Fabric Cageless Bottle, designed for fabric by Rebecca Crowder.

award winning product designer, fabric cageless bottle

The mission of the Design & Innovation Award is to shape the bicycle world in a positive way. It also serves as a forum for creativity, visionary ideas as well as the industry’s most innovative products. More than 40 experts from 10 countries joined this year’s event to test, analyze and judge the best and most innovative products of 2016 in Kronplatz/San Vigilio – Dolomites. The Gold Award recognises either perfect product design and function, or innovation that sets a new standard and inspires future product generations and forward-thinking approaches. 
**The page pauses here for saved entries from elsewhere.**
impl TlsContext {
    /// Upgrades a TCP stream, verifying the peer per the configuration.
    ///
    /// `default_host` is the host we believe we are talking to: the tunnel
    /// host when proxied, otherwise the connected host.
    pub(crate) async fn handshake(
        &self,
        tcp: TcpStream,
        default_host: &str,
    ) -> Result<TlsStream<TcpStream>> {
        warn_if_clock_is_off();
        if !self.verify {
            warn_insecure();
        }

        let name = self
            .server_hostname
            .as_deref()
            .or(match self.assert_hostname {
                AssertHostname::Override(ref hostname) => Some(hostname.as_str()),
                _ => None,
            })
            .unwrap_or(default_host);
        let name = normalize_host(name);

        let server_name = match name.parse::<IpAddr>() {
            Ok(ip) => ServerName::IpAddress(ip.into()),
            Err(_) => ServerName::try_from(name.to_owned())
                .map_err(|_| Error::new_tls_msg("invalid server name for TLS handshake"))?,
        };

        let stream = self
            .connector
            .connect(server_name, tcp)
            .await
            .map_err(Error::new_tls)?;

        if let Some(ref fingerprint) = self.fingerprint {
            let (_, session) = stream.get_ref();
            let cert = session
                .peer_certificates()
                .and_then(|certs| certs.first())
                .ok_or_else(|| Error::new_tls_msg("no peer certificate to pin against"))?;
            fingerprint.matches(cert.as_ref())?;
        }

        Ok(stream)
    }

    /// Whether a completed handshake counts as verified.
    pub(crate) fn is_verified(&self) -> bool {
        self.fingerprint.is_some() || self.verify
    }
}

impl fmt::Debug for TlsContext {
    fn fmt(&self, f: &mut fmt::Formatter<'_>) -> fmt::Result {
        f.debug_struct("TlsContext")
            .field("verify", &self.verify)
            .field("fingerprint", &self.fingerprint)
            .field("server_hostname", &self.server_hostname)
            .finish()
    }
}

/// Trailing dots are DNS detail; brackets belong to URL syntax, not names.
fn normalize_host(host: &str) -> &str {
    host.trim_end_matches('.')
        .trim_start_matches('[')
        .trim_end_matches(']')
}

fn load_pem_certs(path: &Path) -> Result<Vec<CertificateDer<'static>>> {
    let file = File::open(path).map_err(Error::new_tls)?;
    let mut reader = BufReader::new(file);
    rustls_pemfile::certs(&mut reader)
        .collect::<std::io::Result<Vec<_>>>()
        .map_err(Error::new_tls)
}

fn load_pem_key(path: &Path) -> Result<rustls::pki_types::PrivateKeyDer<'static>> {
    let file = File::open(path).map_err(Error::new_tls)?;
    let mut reader = BufReader::new(file);
    rustls_pemfile::private_key(&mut reader)
        .map_err(Error::new_tls)?
        .ok_or_else(|| Error::new_tls_msg("no private key found in key file"))
}

/// A certificate pin: a digest algorithm (selected by digest length) and
/// the expected bytes.
#[derive(Clone, Debug, PartialEq, Eq)]
pub(crate) struct Fingerprint {
    algorithm: Algorithm,
    digest: Vec<u8>,
}

#[derive(Clone, Copy, Debug, PartialEq, Eq)]
enum Algorithm {
    Md5,
    Sha1,
    Sha256,
}

impl Fingerprint {
    pub(crate) fn parse(raw: &str) -> Result<Fingerprint> {
        let hex: String = raw.chars().filter(|c| *c != ':').collect();
        if hex.len() % 2 != 0 {
            return Err(Error::new_tls_msg("fingerprint has an odd number of hex digits"));
        }
        let mut digest = Vec::with_capacity(hex.len() / 2);
        for pair in hex.as_bytes().chunks(2) {
            let pair = std::str::from_utf8(pair).expect("hex is ASCII");
            let byte = u8::from_str_radix(pair, 16)
                .map_err(|_| Error::new_tls_msg("fingerprint contains non-hex characters"))?;
            digest.push(byte);
        }
        let algorithm = match digest.len() {
            16 => Algorithm::Md5,
            20 => Algorithm::Sha1,
            32 => Algorithm::Sha256,
            _ => return Err(Error::new_tls_msg("fingerprint of unsupported digest length")),
        };
        Ok(Fingerprint { algorithm, digest })
    }

    pub(crate) fn matches(&self, cert_der: &[u8]) -> Result<()> {
        let computed = match self.algorithm {
            Algorithm::Md5 => Md5::digest(cert_der).to_vec(),
            Algorithm::Sha1 => Sha1::digest(cert_der).to_vec(),
            Algorithm::Sha256 => Sha256::digest(cert_der).to_vec(),
        };
        if constant_time_eq(&computed, &self.digest) {
            Ok(())
        } else {
            Err(Error::new_tls(format!(
                "certificate fingerprint mismatch: expected {}, got {}",
                hex_string(&self.digest),
                hex_string(&computed),
            )))
        }
    }
}

fn constant_time_eq(a: &[u8], b: &[u8]) -> bool {
    if a.len() != b.len() {
        return false;
    }
    let mut diff = 0u8;
    for (x, y) in a.iter().zip(b.iter()) {
        diff |= x ^ y;
    }
    diff == 0
}

fn hex_string(bytes: &[u8]) -> String {
    let mut out = String::with_capacity(bytes.len() * 2);
    for byte in bytes {
        out.push_str(&format!("{:02x}", byte));
    }
    out
}

/// Accepts any certificate. Used for fingerprint pinning (where the pin is
/// the whole trust decision) and for explicitly disabled verification.
#[derive(Debug)]
struct AcceptAll(Arc<CryptoProvider>);

impl ServerCertVerifier for AcceptAll {
    fn verify_server_cert(
        &self,
        _end_entity: &CertificateDer<'_>,
        _intermediates: &[CertificateDer<'_>],
        _server_name: &ServerName<'_>,
        _ocsp_response: &[u8],
        _now: UnixTime,
    ) -> std::result::Result<ServerCertVerified, rustls::Error> {
        Ok(ServerCertVerified::assertion())
    }

    fn verify_tls12_signature(
        &self,
        message: &[u8],
        cert: &CertificateDer<'_>,
        dss: &DigitallySignedStruct,
    ) -> std::result::Result<HandshakeSignatureValid, rustls::Error> {
        rustls::crypto::verify_tls12_signature(
            message,
            cert,
            dss,
            &self.0.signature_verification_algorithms,
        )
    }

    fn verify_tls13_signature(
        &self,
        message: &[u8],
        cert: &CertificateDer<'_>,
        dss: &DigitallySignedStruct,
    ) -> std::result::Result<HandshakeSignatureValid, rustls::Error> {
        rustls::crypto::verify_tls13_signature(
            message,
            cert,
            dss,
            &self.0.signature_verification_algorithms,
        )
    }

    fn supported_verify_schemes(&self) -> Vec<SignatureScheme> {
        self.0
            .signature_verification_algorithms
            .supported_schemes()
    }
}

/// Full chain verification, but any hostname is acceptable.
#[derive(Debug)]
struct AnyHostname(Arc<WebPkiServerVerifier>);

impl ServerCertVerifier for AnyHostname {
    fn verify_server_cert(
        &self,
        end_entity: &CertificateDer<'_>,
        intermediates: &[CertificateDer<'_>],
        server_name: &ServerName<'_>,
        ocsp_response: &[u8],
        now: UnixTime,
    ) -> std::result::Result<ServerCertVerified, rustls::Error> {
        use rustls::CertificateError::{NotValidForName, NotValidForNameContext};
        match self
            .0
            .verify_server_cert(end_entity, intermediates, server_name, ocsp_response, now)
        {
            Err(rustls::Error::InvalidCertificate(NotValidForName))
            | Err(rustls::Error::InvalidCertificate(NotValidForNameContext { .. })) => {
                Ok(ServerCertVerified::assertion())
            }
            other => other,
        }
    }

    fn verify_tls12_signature(
        &self,
        message: &[u8],
        cert: &CertificateDer<'_>,
        dss: &DigitallySignedStruct,
    ) -> std::result::Result<HandshakeSignatureValid, rustls::Error> {
        self.0.verify_tls12_signature(message, cert, dss)
    }

    fn verify_tls13_signature(
        &self,
        message: &[u8],
        cert: &CertificateDer<'_>,
        dss: &DigitallySignedStruct,
    ) -> std::result::Result<HandshakeSignatureValid, rustls::Error> {
        self.0.verify_tls13_signature(message, cert, dss)
    }

    fn supported_verify_schemes(&self) -> Vec<SignatureScheme> {
        self.0.supported_verify_schemes()
    }
}

/// Certificate validity windows make a badly set clock look like a broken
/// chain. Warned once per process.
fn warn_if_clock_is_off() {
    static WARNED: Once = Once::new();
    let today = SystemTime::now()
        .duration_since(UNIX_EPOCH)
        .map(|d| d.as_secs() / 86_400)
        .unwrap_or(0);
    if today < RECENT_DATE_DAYS {
        WARNED.call_once(|| {
            warn!(
                "system time is before {}; certificate verification will likely fail",
                RECENT_DATE_LABEL
            );
        });
    }
}

fn warn_insecure() {
    static WARNED: Once = Once::new();
    WARNED.call_once(|| {
        warn!("certificate verification is disabled; connections are vulnerable to interception");
    });
}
“With their new Cageless Water Bottle, Fabric have challenged tradition, and the end result is a masterpiece of design. By incorporating a simple, new mounting system that uses the existing bottle bosses in a very different way, Fabric have revolutionised the function of the simple bottle. Two tiny plastic studs are screwed into the bottle cage bosses, weighing only 1.5 g each, and a BPA-free bottle simply slots into place. The connection is firm and secure, and despite the test team’s best efforts, the bottle could not be shaken loose. When the bottle is not in place, all that is left behind are the two almost invisible, impressively light studs, keeping the lines of the bike clean and tidy. In use, the inexpensive bottle is initially a little trickier to locate than some caged designs, but all you need is some practice. From a design standpoint, the form and lightweight function is unmatched. Furthermore, the Fabric Cageless Bottle design will inspire other designers to question the established, think the unthinkable, and create truly new solutions to issues that others have overlooked.”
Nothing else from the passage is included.